If a diastema is causing you to feel less than comfortable when smiling, you’ll be pleased to learn that filling this space can often be done in just one or two visits, and very affordably. We begin by assessing the width of the gap. When the open space is minimal and the two front teeth are not wide, we may be able to focus treatment on just those two teeth.

However, filling a wider gap by trying to widen the two front teeth can result in “bunny teeth.” To avoid this, it may be necessary to involve more than just the two gapped teeth. The material that is used may also depend on the width of the gap. The one recommended for you will be explained. The two options typically used for correcting a diastema are:

• Bonding – This treatment uses a tooth-colored composite resin that is painted onto natural teeth. The material is carefully shaped to fill in the space between the teeth. The procedure often requires just one visit and numbing needs are minimal. The process begins with a careful shade matching so the composite resin blends naturally with the color of the teeth involved in treatment. Then, the teeth are ‘roughed’ and a conditioning material is applied so the bonding adheres properly. After the bonding has been shaped and contoured, an ultraviolet light is used to harden the material. Finally, the material is polished to a natural sheen.

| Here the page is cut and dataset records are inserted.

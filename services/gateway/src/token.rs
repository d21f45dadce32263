//! Bearer token verification and identity propagation
//!
//! Tokens are HMAC-signed JWTs issued by the identity service. Verification
//! checks the signature, the algorithm family and `exp`; the decoded claims
//! are then normalised so that nothing loosely typed leaves this module.

use anyhow::{Context, Result};
use axum::http::{HeaderMap, HeaderName, HeaderValue};
use jsonwebtoken::{Algorithm, DecodingKey, Validation, decode, errors::ErrorKind};
use serde::Deserialize;
use serde_json::Value;
use std::str::FromStr;

use crate::config::AuthConfig;
use crate::error::{AuthFailure, GatewayError};

/// Subject identity set on requests forwarded after verification
pub const USER_ID_HEADER: HeaderName = HeaderName::from_static("x-user-id");
/// Comma-joined roles set on requests forwarded after verification
pub const USER_ROLES_HEADER: HeaderName = HeaderName::from_static("x-user-roles");

const BEARER_PREFIX: &str = "Bearer ";

/// Roles as they may appear in a token
#[derive(Debug, Deserialize)]
#[serde(untagged)]
enum RolesClaim {
    List(Vec<Value>),
    Joined(String),
    Other(Value),
}

impl RolesClaim {
    fn into_roles(self) -> Vec<String> {
        match self {
            Self::List(items) => items
                .into_iter()
                .filter_map(|item| match item {
                    Value::String(role) if !role.trim().is_empty() => Some(role.trim().to_string()),
                    _ => None,
                })
                .collect(),
            Self::Joined(joined) => split_roles(&joined),
            Self::Other(_) => Vec::new(),
        }
    }
}

/// Split a comma-joined role list, dropping blanks
#[must_use]
pub fn split_roles(joined: &str) -> Vec<String> {
    joined
        .split(',')
        .map(str::trim)
        .filter(|role| !role.is_empty())
        .map(ToString::to_string)
        .collect()
}

#[derive(Debug, Deserialize)]
struct RawClaims {
    #[serde(default)]
    id: Option<Value>,
    #[serde(default)]
    sub: Option<Value>,
    #[serde(default)]
    roles: Option<RolesClaim>,
    #[serde(default)]
    exp: Option<u64>,
}

/// Verified identity extracted from a bearer token
#[derive(Debug, Clone, PartialEq, Eq)]
pub struct Claims {
    /// Subject identifier, from `id` or else `sub`, coerced to a string
    pub subject: Option<String>,
    /// Role names; empty when the token carries none
    pub roles: Vec<String>,
    pub expires_at: Option<u64>,
}

impl Claims {
    fn from_raw(raw: RawClaims) -> Self {
        let subject = raw
            .id
            .and_then(scalar_to_string)
            .or_else(|| raw.sub.and_then(scalar_to_string));

        Self {
            subject,
            roles: raw.roles.map(RolesClaim::into_roles).unwrap_or_default(),
            expires_at: raw.exp,
        }
    }

    /// Whether the caller holds one of `required`, or any of `admin_roles`
    #[must_use]
    pub fn has_any_role(&self, required: &[String], admin_roles: &[String]) -> bool {
        self.roles
            .iter()
            .any(|role| admin_roles.contains(role) || required.contains(role))
    }

    /// Write identity headers for the upstream. Blank subject or empty roles
    /// leave the corresponding header unset.
    pub fn apply_to(&self, headers: &mut HeaderMap) -> Result<(), GatewayError> {
        if let Some(subject) = &self.subject {
            let value = HeaderValue::from_str(subject)
                .map_err(|_| GatewayError::Unauthenticated(AuthFailure::UnrepresentableClaims))?;
            headers.insert(USER_ID_HEADER, value);
        }
        if !self.roles.is_empty() {
            let value = HeaderValue::from_str(&self.roles.join(","))
                .map_err(|_| GatewayError::Unauthenticated(AuthFailure::UnrepresentableClaims))?;
            headers.insert(USER_ROLES_HEADER, value);
        }
        Ok(())
    }
}

fn scalar_to_string(value: Value) -> Option<String> {
    let text = match value {
        Value::String(text) => text,
        Value::Number(number) => number.to_string(),
        Value::Bool(flag) => flag.to_string(),
        Value::Null | Value::Array(_) | Value::Object(_) => return None,
    };
    (!text.is_empty()).then_some(text)
}

/// Remove identity headers a client may have supplied itself
pub fn strip_identity_headers(headers: &mut HeaderMap) {
    headers.remove(USER_ID_HEADER);
    headers.remove(USER_ROLES_HEADER);
}

/// Verifies HMAC-signed bearer tokens against the shared secret
pub struct TokenVerifier {
    decoding_key: DecodingKey,
    validation: Validation,
}

impl std::fmt::Debug for TokenVerifier {
    fn fmt(&self, f: &mut std::fmt::Formatter<'_>) -> std::fmt::Result {
        f.debug_struct("TokenVerifier")
            .field("algorithms", &self.validation.algorithms)
            .finish_non_exhaustive()
    }
}

impl TokenVerifier {
    pub fn new(config: &AuthConfig) -> Result<Self> {
        let algorithms = config
            .allowed_algorithms
            .iter()
            .map(|name| {
                Algorithm::from_str(name).with_context(|| format!("unknown algorithm {name}"))
            })
            .collect::<Result<Vec<_>>>()?;
        let first = *algorithms
            .first()
            .context("at least one token algorithm is required")?;

        let mut validation = Validation::new(first);
        validation.algorithms = algorithms;
        validation.leeway = config.leeway_seconds;
        validation.validate_exp = true;
        validation.validate_aud = false;
        // Tokens without `exp` are accepted; expired ones are not
        validation.required_spec_claims.clear();

        Ok(Self {
            decoding_key: DecodingKey::from_secret(config.jwt_secret.as_bytes()),
            validation,
        })
    }

    /// Verify the raw `Authorization` header value
    pub fn verify_header(&self, header: Option<&str>) -> Result<Claims, GatewayError> {
        let token = header
            .and_then(|value| value.strip_prefix(BEARER_PREFIX))
            .map(str::trim)
            .filter(|token| !token.is_empty())
            .ok_or(GatewayError::Unauthenticated(AuthFailure::MissingToken))?;
        self.verify(token)
    }

    /// Verify a bare token
    pub fn verify(&self, token: &str) -> Result<Claims, GatewayError> {
        decode::<RawClaims>(token, &self.decoding_key, &self.validation)
            .map(|data| Claims::from_raw(data.claims))
            .map_err(|e| {
                let failure = match e.kind() {
                    ErrorKind::ExpiredSignature => AuthFailure::Expired,
                    ErrorKind::InvalidAlgorithm => AuthFailure::UnexpectedAlgorithm,
                    _ => AuthFailure::Invalid(e.to_string()),
                };
                GatewayError::Unauthenticated(failure)
            })
    }
}
//! Configuration for the edge gateway

use anyhow::{Context, Result, bail};
use rustc_hash::{FxHashMap, FxHashSet};
use serde::{Deserialize, Serialize};
use std::str::FromStr;
use std::time::Duration;

/// Upstream name used for the identity service
pub const USERS_UPSTREAM: &str = "users";
/// Upstream name used for the order service
pub const ORDERS_UPSTREAM: &str = "orders";

/// Edge gateway configuration
#[derive(Debug, Clone, Serialize, Deserialize)]
#[serde(default)]
pub struct GatewayConfig {
    /// HTTP server configuration
    pub server: ServerConfig,
    /// Upstream base URLs keyed by logical name
    pub upstreams: FxHashMap<String, String>,
    /// Static prefix table used by the router
    pub routes: Vec<RouteConfig>,
    /// Token verification configuration
    pub auth: AuthConfig,
    /// Rate limiting configuration
    pub rate_limiting: RateLimitConfig,
    /// CORS configuration
    pub cors: CorsConfig,
    /// Aggregated API documentation
    pub docs: DocsConfig,
    /// Monitoring configuration
    pub monitoring: MonitoringConfig,
}

/// HTTP server configuration
#[derive(Debug, Clone, Serialize, Deserialize)]
#[serde(default)]
pub struct ServerConfig {
    /// Server host
    pub host: String,
    /// Server port
    pub port: u16,
    /// Maximum request body size in bytes
    pub max_body_size: usize,
    /// Upper bound for a whole upstream exchange
    pub upstream_timeout_seconds: u64,
    /// Upper bound for establishing an upstream connection
    pub connect_timeout_seconds: u64,
}

/// Whether a route requires a verified bearer token
#[derive(Debug, Clone, Copy, Default, PartialEq, Eq, Serialize, Deserialize)]
#[serde(rename_all = "snake_case")]
pub enum RouteAccess {
    Public,
    #[default]
    Protected,
}

/// One entry of the prefix table
#[derive(Debug, Clone, Serialize, Deserialize)]
pub struct RouteConfig {
    /// Path prefix, matched on segment boundaries
    pub prefix: String,
    /// Match `prefix` as a whole path only, never its sub-paths
    #[serde(default)]
    pub exact: bool,
    /// Name of the upstream in [`GatewayConfig::upstreams`]
    pub upstream: String,
    #[serde(default)]
    pub access: RouteAccess,
    /// Allowed methods; empty means any
    #[serde(default)]
    pub methods: Vec<String>,
    /// Roles of which the caller must hold at least one; empty means no check
    #[serde(default)]
    pub required_roles: Vec<String>,
}

impl RouteConfig {
    fn new(prefix: &str, upstream: &str, access: RouteAccess, methods: &[&str]) -> Self {
        Self {
            prefix: prefix.to_string(),
            exact: false,
            upstream: upstream.to_string(),
            access,
            methods: methods.iter().map(ToString::to_string).collect(),
            required_roles: Vec::new(),
        }
    }
}

/// Token verification configuration
#[derive(Debug, Clone, Serialize, Deserialize)]
#[serde(default)]
pub struct AuthConfig {
    /// Shared HMAC secret used by the identity service to sign tokens
    pub jwt_secret: String,
    /// Accepted token algorithms (HMAC family only)
    pub allowed_algorithms: Vec<String>,
    /// Clock skew tolerated when checking `exp`
    pub leeway_seconds: u64,
    /// Roles that satisfy any route role requirement
    pub admin_roles: Vec<String>,
}

/// Bucket store used by the rate limiter
#[derive(Debug, Clone, Copy, Default, PartialEq, Eq, Serialize, Deserialize)]
#[serde(rename_all = "snake_case")]
pub enum RateLimitStrategy {
    /// Counter reset at the end of each window
    #[default]
    FixedWindow,
    /// GCRA token bucket, quota spread evenly over the window
    TokenBucket,
}

/// Rate limiting configuration
#[derive(Debug, Clone, Serialize, Deserialize)]
#[serde(default)]
pub struct RateLimitConfig {
    /// Enable rate limiting
    pub enabled: bool,
    pub strategy: RateLimitStrategy,
    /// Requests allowed per client key per window
    pub requests_per_window: u32,
    /// Window length in seconds
    pub window_seconds: u64,
    /// Take the client key from `X-Forwarded-For` / `X-Real-IP` when present
    pub trust_forward_header: bool,
    /// How often expired buckets are swept
    pub cleanup_interval_seconds: u64,
}

/// CORS configuration
#[derive(Debug, Clone, Serialize, Deserialize)]
#[serde(default)]
pub struct CorsConfig {
    /// Enable CORS
    pub enabled: bool,
    /// Allowed origins
    pub allowed_origins: Vec<String>,
    /// Allowed methods
    pub allowed_methods: Vec<String>,
    /// Allowed headers
    pub allowed_headers: Vec<String>,
    /// Max age for preflight requests
    pub max_age_seconds: u64,
}

/// Collision policy when two upstream documents define the same key
#[derive(Debug, Clone, Copy, Default, PartialEq, Eq, Serialize, Deserialize)]
#[serde(rename_all = "snake_case")]
pub enum MergePolicy {
    /// Later source overwrites earlier
    #[default]
    LastWins,
    /// Earlier source is kept
    FirstWins,
    /// Any collision fails the aggregation
    Reject,
}

/// Aggregated API documentation configuration
#[derive(Debug, Clone, Serialize, Deserialize)]
#[serde(default)]
pub struct DocsConfig {
    pub title: String,
    pub version: String,
    /// Server URL advertised in the merged document
    pub server_url: String,
    /// Path of each upstream's own document, relative to its base URL
    pub upstream_doc_path: String,
    /// Upstreams to merge, in merge order
    pub sources: Vec<String>,
    pub merge_policy: MergePolicy,
}

/// Monitoring configuration
#[derive(Debug, Clone, Serialize, Deserialize)]
#[serde(default)]
pub struct MonitoringConfig {
    /// Enable Prometheus metrics
    pub metrics_enabled: bool,
    /// Metrics endpoint path
    pub metrics_path: String,
    /// Health check endpoint path
    pub health_path: String,
}

impl Default for GatewayConfig {
    fn default() -> Self {
        let mut upstreams = FxHashMap::default();
        upstreams.insert(
            USERS_UPSTREAM.to_string(),
            "http://service-users:8082".to_string(),
        );
        upstreams.insert(
            ORDERS_UPSTREAM.to_string(),
            "http://service-orders:8081".to_string(),
        );

        Self {
            server: ServerConfig::default(),
            upstreams,
            routes: vec![
                RouteConfig {
                    exact: true,
                    ..RouteConfig::new(
                        "/api/v1/auth/login",
                        USERS_UPSTREAM,
                        RouteAccess::Public,
                        &["POST"],
                    )
                },
                RouteConfig::new("/api/v1/admin", USERS_UPSTREAM, RouteAccess::Protected, &[]),
                RouteConfig::new("/api/v1/orders", ORDERS_UPSTREAM, RouteAccess::Protected, &[]),
            ],
            auth: AuthConfig::default(),
            rate_limiting: RateLimitConfig::default(),
            cors: CorsConfig::default(),
            docs: DocsConfig::default(),
            monitoring: MonitoringConfig::default(),
        }
    }
}

impl Default for ServerConfig {
    fn default() -> Self {
        Self {
            host: "0.0.0.0".to_string(),
            port: 8080,
            max_body_size: 1024 * 1024, // 1MB
            upstream_timeout_seconds: 30,
            connect_timeout_seconds: 5,
        }
    }
}

impl Default for AuthConfig {
    fn default() -> Self {
        Self {
            jwt_secret: "your-default-secret".to_string(),
            allowed_algorithms: vec![
                "HS256".to_string(),
                "HS384".to_string(),
                "HS512".to_string(),
            ],
            leeway_seconds: 0,
            admin_roles: vec!["admin".to_string(), "superadmin".to_string()],
        }
    }
}

impl Default for RateLimitConfig {
    fn default() -> Self {
        Self {
            enabled: true,
            strategy: RateLimitStrategy::FixedWindow,
            requests_per_window: 100,
            window_seconds: 60,
            trust_forward_header: true,
            cleanup_interval_seconds: 60,
        }
    }
}

impl Default for CorsConfig {
    fn default() -> Self {
        Self {
            enabled: true,
            allowed_origins: vec!["*".to_string()],
            allowed_methods: vec![
                "GET".to_string(),
                "POST".to_string(),
                "PUT".to_string(),
                "DELETE".to_string(),
            ],
            allowed_headers: vec![
                "Authorization".to_string(),
                "Content-Type".to_string(),
                "X-Request-ID".to_string(),
            ],
            max_age_seconds: 86400, // 24 hours
        }
    }
}

impl Default for DocsConfig {
    fn default() -> Self {
        Self {
            title: "Control System API".to_string(),
            version: "1.0".to_string(),
            server_url: "/api/v1".to_string(),
            upstream_doc_path: "/swagger/doc.json".to_string(),
            sources: vec![USERS_UPSTREAM.to_string(), ORDERS_UPSTREAM.to_string()],
            merge_policy: MergePolicy::LastWins,
        }
    }
}

impl Default for MonitoringConfig {
    fn default() -> Self {
        Self {
            metrics_enabled: true,
            metrics_path: "/metrics".to_string(),
            health_path: "/health".to_string(),
        }
    }
}

impl GatewayConfig {
    /// Load configuration from an optional file layered under `GATEWAY__*`
    /// environment variables, then apply the flat legacy variables.
    pub fn load(path: Option<&str>) -> Result<Self> {
        let mut builder = config::Config::builder()
            .add_source(config::Config::try_from(&Self::default())?);

        if let Some(path) = path {
            builder = builder.add_source(config::File::with_name(path).required(false));
        }

        let settings = builder
            .add_source(
                config::Environment::with_prefix("GATEWAY")
                    .separator("__")
                    .try_parsing(true),
            )
            .build()
            .context("failed to assemble configuration sources")?;

        let mut config: Self = settings
            .try_deserialize()
            .context("failed to deserialize gateway configuration")?;
        config.apply_env_overrides(|key| std::env::var(key).ok());
        config.validate()?;
        Ok(config)
    }

    /// Apply `GATEWAY_PORT`, `USERS_SERVICE_URL`, `ORDERS_SERVICE_URL` and
    /// `TOKEN_SECRET`, which older deployments set instead of nested keys.
    pub fn apply_env_overrides<F>(&mut self, lookup: F)
    where
        F: Fn(&str) -> Option<String>,
    {
        let non_empty = |key: &str| lookup(key).filter(|value| !value.trim().is_empty());

        if let Some(port) = non_empty("GATEWAY_PORT").and_then(|p| p.trim().parse().ok()) {
            self.server.port = port;
        }
        if let Some(url) = non_empty("USERS_SERVICE_URL") {
            self.upstreams.insert(USERS_UPSTREAM.to_string(), url);
        }
        if let Some(url) = non_empty("ORDERS_SERVICE_URL") {
            self.upstreams.insert(ORDERS_UPSTREAM.to_string(), url);
        }
        if let Some(secret) = non_empty("TOKEN_SECRET") {
            self.auth.jwt_secret = secret;
        }
    }

    /// Reject configurations the gateway cannot run with
    pub fn validate(&self) -> Result<()> {
        if self.auth.jwt_secret.is_empty() {
            bail!("auth.jwt_secret must not be empty");
        }
        if self.auth.allowed_algorithms.is_empty() {
            bail!("auth.allowed_algorithms must list at least one algorithm");
        }
        for name in &self.auth.allowed_algorithms {
            let algorithm = jsonwebtoken::Algorithm::from_str(name)
                .with_context(|| format!("unknown token algorithm {name}"))?;
            if !matches!(
                algorithm,
                jsonwebtoken::Algorithm::HS256
                    | jsonwebtoken::Algorithm::HS384
                    | jsonwebtoken::Algorithm::HS512
            ) {
                bail!("token algorithm {name} is not in the HMAC family");
            }
        }

        for (name, url) in &self.upstreams {
            let parsed = reqwest::Url::parse(url)
                .with_context(|| format!("upstream {name} has an invalid url {url}"))?;
            if !matches!(parsed.scheme(), "http" | "https") || parsed.host_str().is_none() {
                bail!("upstream {name} must be an absolute http(s) url, got {url}");
            }
        }

        let mut prefixes = FxHashSet::default();
        for route in &self.routes {
            if !route.prefix.starts_with('/') {
                bail!("route prefix {} must start with '/'", route.prefix);
            }
            if !prefixes.insert(route.prefix.trim_end_matches('/')) {
                bail!("duplicate route prefix {}", route.prefix);
            }
            if !self.upstreams.contains_key(&route.upstream) {
                bail!(
                    "route {} references unknown upstream {}",
                    route.prefix,
                    route.upstream
                );
            }
            for method in &route.methods {
                axum::http::Method::from_str(method)
                    .with_context(|| format!("route {} lists invalid method {method}", route.prefix))?;
            }
        }

        for source in &self.docs.sources {
            if !self.upstreams.contains_key(source) {
                bail!("docs source {source} is not a configured upstream");
            }
        }

        if self.rate_limiting.requests_per_window == 0 {
            bail!("rate_limiting.requests_per_window must be greater than zero");
        }
        if self.rate_limiting.window_seconds == 0 {
            bail!("rate_limiting.window_seconds must be greater than zero");
        }
        if self.server.upstream_timeout_seconds == 0 {
            bail!("server.upstream_timeout_seconds must be greater than zero");
        }
        if self.server.connect_timeout_seconds == 0 {
            bail!("server.connect_timeout_seconds must be greater than zero");
        }

        Ok(())
    }

    /// Get server address
    #[must_use]
    pub fn server_address(&self) -> String {
        format!("{}:{}", self.server.host, self.server.port)
    }

    #[must_use]
    pub const fn upstream_timeout(&self) -> Duration {
        Duration::from_secs(self.server.upstream_timeout_seconds)
    }

    #[must_use]
    pub const fn connect_timeout(&self) -> Duration {
        Duration::from_secs(self.server.connect_timeout_seconds)
    }
}

impl RateLimitConfig {
    #[must_use]
    pub const fn window(&self) -> Duration {
        Duration::from_secs(self.window_seconds)
    }
}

Although bonding is an affordable option that can repair flaws in a single visit, its drawbacks should be considered. For example, bonding material isn’t as strong as porcelain, which is used in veneers and crowns. This makes bonded teeth are at greater risk for chips. Bonding material also stains or yellows more easily.

• Porcelain Veneers & Crowns  – The closest thing to the durability and longevity of natural teeth is porcelain. Superior to any other material used in cosmetic dentistry, porcelain restorations even reflect light as a natural tooth and can provide an opalescence so natural no one would suspect you’ve had ‘dental work’. Porcelain is highly durable (a particular advantage for front teeth) and more resistant to staining. For wide gaps, just four or six veneers can recreate a smile beautifully while eliminating the former space.

For some gaps between teeth, moving natural teeth into proper alignment through orthodontic treatment may be the best option. We work with several exceptional orthodontists and can request an evaluation to determine if your diastema requires this type of treatment.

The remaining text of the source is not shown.